NEW YORK (Reuters) – CarLotz Inc said on Thursday it has agreed to go public through a merger with blank-check acquisition company Acamar Partners Acquisition Corp ACAM.O which values the U.S. consignment store for used vehicles at $827 million, including debt.
CarLotz would be the third major U.S. online car seller to go public this year after Vroom Inc VRM.O and Shift Technologies Inc SFT.O, as online vehicle sales accelerate during the coronavirus pandemic.
As part of the deal, CarLotz will receive an injection of up to $321 million which it plans to use to expand beyond its eight sale and distribution locations.
“We feel like it’s time to now go and take the giant leap forward, expand nationally, become a fully national, multi-billion dollar player in this industry,” CarLotz co-founder and Chief Executive Michael Bor said in an interview.
“In order to do that we needed to raise a significant amount of capital,” Bor said.
Reuters reported Acamar was nearing a deal to buy CarLotz on Wednesday.
Unlike Vroom and Shift which buy and then sell used cars, Richmond, Virginia-based CarLotz operates a consignment platform whereby it splits profits from sales made on its platform with owners.
CarLotz, which was founded in 2011, is “run-rate” profitable, Bor said, citing a measure that extrapolates annual levels from a smaller amount of data.
Acamar Partners is a Nasdaq-listed special purpose acquisition (SPAC), led by private equity investors Juan Carlos Torres Carretero and Luis Ignacio Solorzano Aizpuru.
SPACs are shell companies which use initial public offering (IPO) proceeds to acquire an unidentified private company, which becomes public as a result.

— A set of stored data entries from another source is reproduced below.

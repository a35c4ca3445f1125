//! Client-side data synchronization with cache fallback.
//!
//! Each service follows the same control flow for every operation: reload
//! the persisted snapshot, attempt the remote call, merge-and-persist on
//! success, and degrade to filtering/paginating the snapshot on failure.
//! Filtering and pagination live here so the cache-only path and the
//! fallback path run the exact same code.

pub mod articles;
pub mod categories;

use chrono::{SecondsFormat, Utc};
use std::sync::atomic::{AtomicU64, Ordering};
use thiserror::Error;

use crate::api::{ApiError, Paginated, PaginationInfo};

/// Failure surfaced by a sync service after the fallback path has been tried.
#[derive(Debug, Error)]
pub enum SyncError {
  /// The entity is absent from both the remote API and the local snapshot.
  #[error("{kind} not found: {id}")]
  NotFound { kind: &'static str, id: String },

  /// A remote failure with no fallback path (auth endpoints, and writes the
  /// caller asked to treat as strict).
  #[error(transparent)]
  Api(#[from] ApiError),
}

impl SyncError {
  pub fn not_found(kind: &'static str, id: &str) -> Self {
    SyncError::NotFound {
      kind,
      id: id.to_string(),
    }
  }
}

/// Current instant as the ISO-8601 string the API uses on the wire.
pub fn now_timestamp() -> String {
  Utc::now().to_rfc3339_opts(SecondsFormat::Secs, true)
}

/// Case-insensitive substring match.
pub fn contains_ci(haystack: &str, needle: &str) -> bool {
  haystack.to_lowercase().contains(&needle.to_lowercase())
}

/// Slice a filtered list into the standard pagination envelope.
///
/// `total` is always the pre-pagination count and `total_pages` is
/// `ceil(total / per_page)`. A page past the end yields an empty `data`;
/// clamping `page` into range is the caller's job.
pub fn paginate<T>(items: Vec<T>, page: u32, per_page: u32) -> Paginated<T> {
  let page = page.max(1);
  let total = items.len() as u32;
  let total_pages = total.div_ceil(per_page);
  // Widen and saturate so an absurd page number cannot overflow; skipping
  // past the end already yields an empty page.
  let start = (page as usize - 1).saturating_mul(per_page as usize);

  let data: Vec<T> = items
    .into_iter()
    .skip(start)
    .take(per_page as usize)
    .collect();

  Paginated {
    data,
    pagination: PaginationInfo {
      current_page: page,
      total_pages,
      total,
      per_page,
    },
  }
}

/// Synthesize a client-side id for an entity created while offline.
///
/// Ids are `new-<unix-millis>`, bumped with a suffix until they collide with
/// nothing the caller already holds, so rapid successive creates within the
/// same millisecond still get distinct ids.
pub fn synthesize_id(is_taken: impl Fn(&str) -> bool) -> String {
  let base = Utc::now().timestamp_millis();
  let mut candidate = format!("new-{base}");
  let mut bump = 1u32;
  while is_taken(&candidate) {
    candidate = format!("new-{base}-{bump}");
    bump += 1;
  }
  candidate
}

/// Monotonic sequence guarding cache writes against stale responses.
///
/// Issue a ticket before awaiting a remote list call; only apply the
/// response to the snapshot if no newer ticket was issued meanwhile. This
/// keeps an out-of-order response from overwriting fresher state.
#[derive(Debug, Default)]
pub struct RequestSeq(AtomicU64);

impl RequestSeq {
  pub fn new() -> Self {
    Self::default()
  }

  /// Reserve the next ticket.
  pub fn issue(&self) -> u64 {
    self.0.fetch_add(1, Ordering::SeqCst) + 1
  }

  /// Whether `ticket` is still the most recently issued one.
  pub fn is_latest(&self, ticket: u64) -> bool {
    self.0.load(Ordering::SeqCst) == ticket
  }
}

#[cfg(test)]
mod tests {
  use super::*;

  #[test]
  fn test_paginate_math() {
    let items: Vec<u32> = (0..10).collect();

    let first = paginate(items.clone(), 1, 9);
    assert_eq!(first.data.len(), 9);
    assert_eq!(first.pagination.total, 10);
    assert_eq!(first.pagination.total_pages, 2);
    assert_eq!(first.pagination.per_page, 9);
    assert_eq!(first.pagination.current_page, 1);

    let second = paginate(items, 2, 9);
    assert_eq!(second.data, vec![9]);
    assert_eq!(second.pagination.current_page, 2);
  }

  #[test]
  fn test_paginate_exact_multiple() {
    let items: Vec<u32> = (0..20).collect();
    let page = paginate(items, 1, 10);
    assert_eq!(page.pagination.total_pages, 2);
  }

  #[test]
  fn test_paginate_empty_and_past_end() {
    let empty: Paginated<u32> = paginate(vec![], 1, 9);
    assert_eq!(empty.pagination.total, 0);
    assert_eq!(empty.pagination.total_pages, 0);
    assert!(empty.data.is_empty());

    let past = paginate(vec![1, 2, 3], 5, 9);
    assert!(past.data.is_empty());
    assert_eq!(past.pagination.current_page, 5);
    assert_eq!(past.pagination.total, 3);
  }

  #[test]
  fn test_paginate_huge_page_number() {
    let past = paginate(vec![1, 2, 3], u32::MAX, 9);
    assert!(past.data.is_empty());
    assert_eq!(past.pagination.current_page, u32::MAX);
    assert_eq!(past.pagination.total, 3);
  }

  #[test]
  fn test_contains_ci() {
    assert!(contains_ci("Getting Started with React", "rEaCt"));
    assert!(!contains_ci("Getting Started", "vue"));
  }

  #[test]
  fn test_synthesize_id_avoids_collisions() {
    let first = synthesize_id(|_| false);
    assert!(first.starts_with("new-"));

    let second = synthesize_id(|candidate| candidate == first);
    assert_ne!(first, second);
  }

  #[test]
  fn test_request_seq_latest_only() {
    let seq = RequestSeq::new();
    let a = seq.issue();
    assert!(seq.is_latest(a));

    let b = seq.issue();
    assert!(!seq.is_latest(a));
    assert!(seq.is_latest(b));
  }
}
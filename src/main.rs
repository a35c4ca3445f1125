mod api;
mod commands;
mod config;
mod model;
mod session;
mod store;
mod sync;

use clap::Parser;
use color_eyre::Result;
use std::path::PathBuf;
use tracing_subscriber::EnvFilter;

#[derive(Parser, Debug)]
#[command(name = "newsdesk")]
#[command(about = "Offline-capable client for a headless article CMS")]
#[command(version)]
struct Args {
  /// Path to config file (default: $XDG_CONFIG_HOME/newsdesk/config.yaml)
  #[arg(short, long)]
  config: Option<PathBuf>,

  #[command(subcommand)]
  command: commands::Command,
}

#[tokio::main]
async fn main() -> Result<()> {
  color_eyre::install()?;

  tracing_subscriber::fmt()
    .with_env_filter(
      EnvFilter::try_from_default_env().unwrap_or_else(|_| EnvFilter::new("newsdesk=warn")),
    )
    .with_writer(std::io::stderr)
    .init();

  let args = Args::parse();
  let config = config::Config::load(args.config.as_deref())?;

  commands::run(&config, args.command).await
}
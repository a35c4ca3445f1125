//! Remote client for the content API.
//!
//! A thin `reqwest` wrapper with a fixed base URL, bearer-token injection
//! from the persisted store, and typed decoding of the `{status, message,
//! data}` response envelope. There is no retry or backoff here: one failed
//! call fails once and the calling service decides the fallback.

mod client;
mod types;

pub use client::ApiClient;
pub use types::{Envelope, Paginated, PaginationInfo};

use thiserror::Error;

/// Failure surfaced by the remote client.
#[derive(Debug, Error)]
pub enum ApiError {
  /// 401: the stored session was rejected and has been cleared.
  #[error("session expired, sign in again")]
  Unauthorized,

  /// 403: the current user may not perform this action.
  #[error("permission denied")]
  Forbidden,

  /// Any other non-2xx response, with the server's message when decodable.
  #[error("server returned {code}: {message}")]
  Status { code: u16, message: String },

  /// Transport-level failure (DNS, TLS, connection refused, timeout).
  #[error("request failed: {0}")]
  Transport(#[from] reqwest::Error),

  /// 2xx response whose body did not match the expected shape.
  #[error("malformed response: {0}")]
  Decode(String),
}

impl ApiError {
  /// Whether the server explicitly refused the request. These are surfaced
  /// to the caller on writes instead of being papered over by the cache
  /// fallback.
  pub fn denies_access(&self) -> bool {
    matches!(self, ApiError::Unauthorized | ApiError::Forbidden)
  }
}
//! Article sync service: CRUD, search and pagination with cache fallback.

use async_trait::async_trait;
use std::sync::Arc;
use tracing::{debug, warn};

use crate::api::{ApiError, Paginated};
use crate::model::{Article, ArticleDraft, Category};
use crate::store::Store;

use super::{contains_ci, now_timestamp, paginate, synthesize_id, RequestSeq, SyncError};

/// Fixed page size for article listings.
pub const ARTICLES_PER_PAGE: u32 = 9;

/// Maximum number of related articles returned by the fallback path.
const RELATED_LIMIT: usize = 3;

/// Image applied when a draft leaves the field empty.
const DEFAULT_IMAGE: &str = "https://picsum.photos/seed/article/800/450";

/// Remote side of the article service. Implemented by
/// [`crate::api::ApiClient`]; tests substitute failing or counting fakes.
#[async_trait]
pub trait ArticleRemote: Send + Sync {
  async fn list(
    &self,
    page: u32,
    search: Option<&str>,
    category_id: Option<&str>,
  ) -> Result<Paginated<Article>, ApiError>;

  async fn get(&self, id: &str) -> Result<Article, ApiError>;

  async fn related(&self, category_id: &str, exclude_id: &str) -> Result<Vec<Article>, ApiError>;

  async fn create(&self, draft: &ArticleDraft) -> Result<Article, ApiError>;

  async fn update(&self, id: &str, draft: &ArticleDraft) -> Result<Article, ApiError>;

  async fn delete(&self, id: &str) -> Result<(), ApiError>;
}

/// Parameters for a list call.
///
/// `category_id: None` means all categories; the empty-string sentinel the
/// wire format uses never appears on this side of the boundary.
#[derive(Debug, Clone)]
pub struct ArticleQuery {
  pub page: u32,
  pub search: Option<String>,
  pub category_id: Option<String>,
  /// When false and a snapshot exists, skip the remote attempt entirely and
  /// serve cache-only filtering.
  pub force_refresh: bool,
}

impl Default for ArticleQuery {
  fn default() -> Self {
    Self {
      page: 1,
      search: None,
      category_id: None,
      force_refresh: true,
    }
  }
}

/// Article sync service over an injected remote and cache store.
pub struct ArticleService<R, S> {
  remote: R,
  store: Arc<S>,
  seq: RequestSeq,
}

impl<R: ArticleRemote, S: Store> ArticleService<R, S> {
  pub fn new(remote: R, store: Arc<S>) -> Self {
    Self {
      remote,
      store,
      seq: RequestSeq::new(),
    }
  }

  /// List articles, filtered and paginated.
  ///
  /// The remote answers with server-side filtering when reachable; otherwise
  /// the cached snapshot is filtered and paginated locally into an envelope
  /// of the same shape. `pagination.total` is always the pre-pagination
  /// count of matches.
  pub async fn list(&self, query: &ArticleQuery) -> Result<Paginated<Article>, SyncError> {
    let snapshot = self.store.load::<Article>();

    if !query.force_refresh && !snapshot.is_empty() {
      return Ok(Self::filter_page(&snapshot, query));
    }

    let ticket = self.seq.issue();
    match self
      .remote
      .list(
        query.page,
        query.search.as_deref(),
        query.category_id.as_deref(),
      )
      .await
    {
      Ok(page) => {
        // Only the latest in-flight response may overwrite the snapshot,
        // and an empty page never clobbers known-good data.
        if self.seq.is_latest(ticket) && !page.data.is_empty() {
          self.store.save(&page.data);
        }
        Ok(page)
      }
      Err(err) => {
        warn!(error = %err, "article list fetch failed, serving cached snapshot");
        Ok(Self::filter_page(&snapshot, query))
      }
    }
  }

  /// Fetch a single article, falling back to the snapshot.
  pub async fn get_by_id(&self, id: &str) -> Result<Article, SyncError> {
    let mut snapshot = self.store.load::<Article>();

    match self.remote.get(id).await {
      Ok(article) => {
        match snapshot.iter_mut().find(|a| a.id == article.id) {
          Some(slot) => *slot = article.clone(),
          None => snapshot.push(article.clone()),
        }
        self.store.save(&snapshot);
        Ok(article)
      }
      Err(err) => {
        debug!(id, error = %err, "article fetch failed, checking cached snapshot");
        snapshot
          .iter()
          .find(|a| a.id == id)
          .cloned()
          .ok_or_else(|| SyncError::not_found("article", id))
      }
    }
  }

  /// Up to three articles sharing `category_id`, excluding `exclude_id`.
  /// Fallback order is the snapshot's insertion order, not relevance.
  pub async fn get_related(
    &self,
    category_id: &str,
    exclude_id: &str,
  ) -> Result<Vec<Article>, SyncError> {
    let snapshot = self.store.load::<Article>();

    match self.remote.related(category_id, exclude_id).await {
      Ok(articles) => Ok(articles),
      Err(err) => {
        warn!(error = %err, "related articles fetch failed, serving cached snapshot");
        Ok(
          snapshot
            .iter()
            .filter(|a| a.category_id == category_id && a.id != exclude_id)
            .take(RELATED_LIMIT)
            .cloned()
            .collect(),
        )
      }
    }
  }

  /// Create an article. Offline, the entity is synthesized locally with a
  /// generated id and `created_at == updated_at`, then prepended so it shows
  /// first in subsequent unfiltered lists. An explicit 401/403 refusal is
  /// not worked around locally.
  pub async fn create(&self, draft: &ArticleDraft) -> Result<Article, SyncError> {
    match self.remote.create(draft).await {
      Ok(article) => {
        let mut snapshot = self.store.load::<Article>();
        snapshot.insert(0, article.clone());
        self.store.save(&snapshot);
        Ok(article)
      }
      Err(err) if err.denies_access() => Err(err.into()),
      Err(err) => {
        warn!(error = %err, "article create failed, synthesizing locally");
        let mut snapshot = self.store.load::<Article>();
        let now = now_timestamp();
        let article = Article {
          id: synthesize_id(|candidate| snapshot.iter().any(|a| a.id == candidate)),
          title: draft.title.clone(),
          content: draft.content.clone(),
          image: Self::draft_image(draft, None),
          category_id: draft.category_id.clone(),
          category_name: self.lookup_category_name(&draft.category_id),
          created_at: now.clone(),
          updated_at: now,
        };
        snapshot.insert(0, article.clone());
        self.store.save(&snapshot);
        Ok(article)
      }
    }
  }

  /// Update an article. Offline, the entity must already exist in the
  /// snapshot (else `NotFound`, cache untouched); `created_at` is preserved
  /// and an empty draft image keeps the old one.
  pub async fn update(&self, id: &str, draft: &ArticleDraft) -> Result<Article, SyncError> {
    match self.remote.update(id, draft).await {
      Ok(article) => {
        let mut snapshot = self.store.load::<Article>();
        if let Some(slot) = snapshot.iter_mut().find(|a| a.id == id) {
          *slot = article.clone();
          self.store.save(&snapshot);
        }
        Ok(article)
      }
      Err(err) if err.denies_access() => Err(err.into()),
      Err(err) => {
        warn!(error = %err, "article update failed, applying locally");
        let mut snapshot = self.store.load::<Article>();
        let Some(pos) = snapshot.iter().position(|a| a.id == id) else {
          return Err(SyncError::not_found("article", id));
        };

        let previous = &snapshot[pos];
        let article = Article {
          id: id.to_string(),
          title: draft.title.clone(),
          content: draft.content.clone(),
          image: Self::draft_image(draft, Some(&previous.image)),
          category_id: draft.category_id.clone(),
          category_name: self.lookup_category_name(&draft.category_id),
          created_at: previous.created_at.clone(),
          updated_at: now_timestamp(),
        };
        snapshot[pos] = article.clone();
        self.store.save(&snapshot);
        Ok(article)
      }
    }
  }

  /// Delete an article. Idempotent: a missing id is not an error, and both
  /// the remote and fallback paths remove the cache entry.
  pub async fn delete(&self, id: &str) -> Result<(), SyncError> {
    match self.remote.delete(id).await {
      Ok(()) => {}
      Err(err) if err.denies_access() => return Err(err.into()),
      Err(err) => {
        warn!(error = %err, "article delete failed remotely, removing locally");
      }
    }

    let mut snapshot = self.store.load::<Article>();
    snapshot.retain(|a| a.id != id);
    self.store.save(&snapshot);
    Ok(())
  }

  fn filter_page(snapshot: &[Article], query: &ArticleQuery) -> Paginated<Article> {
    let filtered: Vec<Article> = snapshot
      .iter()
      .filter(|article| {
        let matches_category = match query.category_id.as_deref() {
          Some(category_id) => article.category_id == category_id,
          None => true,
        };
        let matches_search = match query.search.as_deref() {
          Some(search) if !search.is_empty() => {
            contains_ci(&article.title, search) || contains_ci(&article.content, search)
          }
          _ => true,
        };
        matches_category && matches_search
      })
      .cloned()
      .collect();

    paginate(filtered, query.page, ARTICLES_PER_PAGE)
  }

  fn lookup_category_name(&self, category_id: &str) -> Option<String> {
    self
      .store
      .load::<Category>()
      .iter()
      .find(|c| c.id == category_id)
      .map(|c| c.name.clone())
  }

  fn draft_image(draft: &ArticleDraft, previous: Option<&str>) -> String {
    if !draft.image.is_empty() {
      draft.image.clone()
    } else if let Some(previous) = previous {
      previous.to_string()
    } else {
      DEFAULT_IMAGE.to_string()
    }
  }
}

Merging with a SPAC has become a popular alternative to going public in a traditional IPO, as it involves less regulatory scrutiny and more certainty over the market valuation and funds raised.
For the deal, investors including Fidelity Management, car auction service provider KAR Auction Services KAR.N and ex-General Motors Co GM.N CEO Rick Wagoner have committed to invest $125 million in a private investment in public equity (PIPE).
Acamar’s ticker on Nasdaq will change to “LOTZ” after the deal closes.
Online sales only account for around 1% of the roughly $840 billion Americans spend annually on used cars. But after numerous U.S. states went into COVID-19 lockdowns, the advantage of socially distant online sales has come into focus.
“We’ve probably seen an acceleration in the shift in consumer willingness to do the vehicle transaction totally online,” Bor said.
CarLotz, which has around 125 employees, took a $1.7 million U.S. government loan under the Paycheck Protection Program (PPP), which the company expects to pay back, Bor said.